■ **Your assignment**
How many lines of the data hold the word "forge"? State the number and nothing else.

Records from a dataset
· · ·

//! End-to-end integration tests for the forge operator
//!
//! These tests require a Kubernetes cluster to run. They are ignored by default
//! and can be run with:
//!
//! ```bash
//! cargo test -p forge-operator --test kind -- --ignored
//! ```
//!
//! The current kubeconfig context is used; point it at a disposable cluster.

mod kind_tests;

· · ·

■ **Answer box**
2